**Data extract**
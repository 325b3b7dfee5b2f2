//! JSON answer-sheet parser.
//!
//! Turns uploaded text into a `Submission` and lints submissions for entries
//! that will silently score as incorrect.

use serde_json::Value;

use crate::answer_key::{AnswerKey, VALID_LETTERS};
use crate::error::SubmissionError;
use crate::model::Submission;

/// Parse uploaded text into a `Submission`.
///
/// Anything other than a JSON object is rejected. Entries inside the object
/// are kept as-is; scoring decides what matches.
pub fn parse_submission_str(content: &str) -> Result<Submission, SubmissionError> {
    match serde_json::from_str::<Value>(content)? {
        Value::Object(map) => Ok(Submission::from_map(map.into_iter().collect())),
        other => Err(SubmissionError::NotAnObject(json_kind(&other))),
    }
}

fn json_kind(value: &Value) -> &'static str {
    match value {
        Value::Null => "null",
        Value::Bool(_) => "a boolean",
        Value::Number(_) => "a number",
        Value::String(_) => "a string",
        Value::Array(_) => "an array",
        Value::Object(_) => "an object",
    }
}

/// A warning from submission validation.
#[derive(Debug, Clone, PartialEq, Eq)]
pub struct SubmissionWarning {
    /// The question key (if applicable).
    pub question: Option<String>,
    /// Warning message.
    pub message: String,
}

/// Validate a submission for entries that can never score.
pub fn validate_submission(submission: &Submission, key: &AnswerKey) -> Vec<SubmissionWarning> {
    let mut warnings = Vec::new();

    for (question, value) in submission.entries() {
        if !key.contains(question) {
            warnings.push(SubmissionWarning {
                question: Some(question.to_string()),
                message: format!("{question} is not on the answer key and will be ignored"),
            });
            continue;
        }

        let Some(answer) = value.as_str() else {
            warnings.push(SubmissionWarning {
                question: Some(question.to_string()),
                message: format!("answer is {}, not a letter", json_kind(value)),
            });
            continue;
        };

        if VALID_LETTERS.contains(&answer) {
            continue;
        }
        let message = if VALID_LETTERS.contains(&answer.to_uppercase().as_str()) {
            format!("answer \"{answer}\" is lowercase and will not match")
        } else {
            format!("answer \"{answer}\" is not one of A, B, C, D")
        };
        warnings.push(SubmissionWarning {
            question: Some(question.to_string()),
            message,
        });
    }

    let missing = key
        .iter()
        .filter(|(q, _)| submission.raw(q).is_none())
        .count();
    if missing > 0 {
        warnings.push(SubmissionWarning {
            question: None,
            message: format!("{missing} question(s) unanswered"),
        });
    }

    warnings
}

#[cfg(test)]
mod tests {
    use super::*;

    #[test]
    fn parse_flat_object() {
        let submission = parse_submission_str(r#"{"q1":"A","q2":"B","q3":"X"}"#).unwrap();
        assert_eq!(submission.len(), 3);
        assert_eq!(submission.answer("q3"), Some("X"));
    }

    #[test]
    fn parse_malformed_json() {
        let result = parse_submission_str("{\"q1\": \"A\",");
        assert!(matches!(result, Err(SubmissionError::InvalidJson(_))));
    }

    #[test]
    fn parse_non_object_json() {
        for (text, kind) in [
            ("[\"A\",\"B\"]", "an array"),
            ("null", "null"),
            ("42", "a number"),
            ("\"A\"", "a string"),
        ] {
            match parse_submission_str(text) {
                Err(SubmissionError::NotAnObject(found)) => assert_eq!(found, kind),
                other => panic!("expected NotAnObject for {text}, got {other:?}"),
            }
        }
    }

    #[test]
    fn parse_empty_object() {
        let submission = parse_submission_str("{}").unwrap();
        assert!(submission.is_empty());
    }

    #[test]
    fn validate_clean_submission() {
        let key = AnswerKey::standard();
        let submission = Submission::from_pairs(key.iter());
        assert!(validate_submission(&submission, &key).is_empty());
    }

    #[test]
    fn validate_flags_problems() {
        let key = AnswerKey::standard();
        let submission =
            parse_submission_str(r#"{"q1":"a","q2":"E","q3":7,"q99":"A","q4":"D"}"#).unwrap();
        let warnings = validate_submission(&submission, &key);

        let for_question = |q: &str| {
            warnings
                .iter()
                .find(|w| w.question.as_deref() == Some(q))
                .map(|w| w.message.clone())
                .unwrap_or_default()
        };
        assert!(for_question("q1").contains("lowercase"));
        assert!(for_question("q2").contains("not one of"));
        assert!(for_question("q3").contains("a number"));
        assert!(for_question("q99").contains("ignored"));
        assert!(for_question("q4").is_empty());
        assert!(warnings
            .iter()
            .any(|w| w.question.is_none() && w.message.contains("56 question(s)")));
    }
}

**Your instructions**
Starting with the first line of the entries, transcribe every line up to and including the one with "decides what matches.".

**Reply to the exercise**
repository 325b3b7dfee5b2f2
//! JSON answer-sheet parser.
//!
//! Turns uploaded text into a `Submission` and lints submissions for entries
//! that will silently score as incorrect.

use serde_json::Value;

use crate::answer_key::{AnswerKey, VALID_LETTERS};
use crate::error::SubmissionError;
use crate::model::Submission;

/// Parse uploaded text into a `Submission`.
///
/// Anything other than a JSON object is rejected. Entries inside the object
/// are kept as-is; scoring decides what matches.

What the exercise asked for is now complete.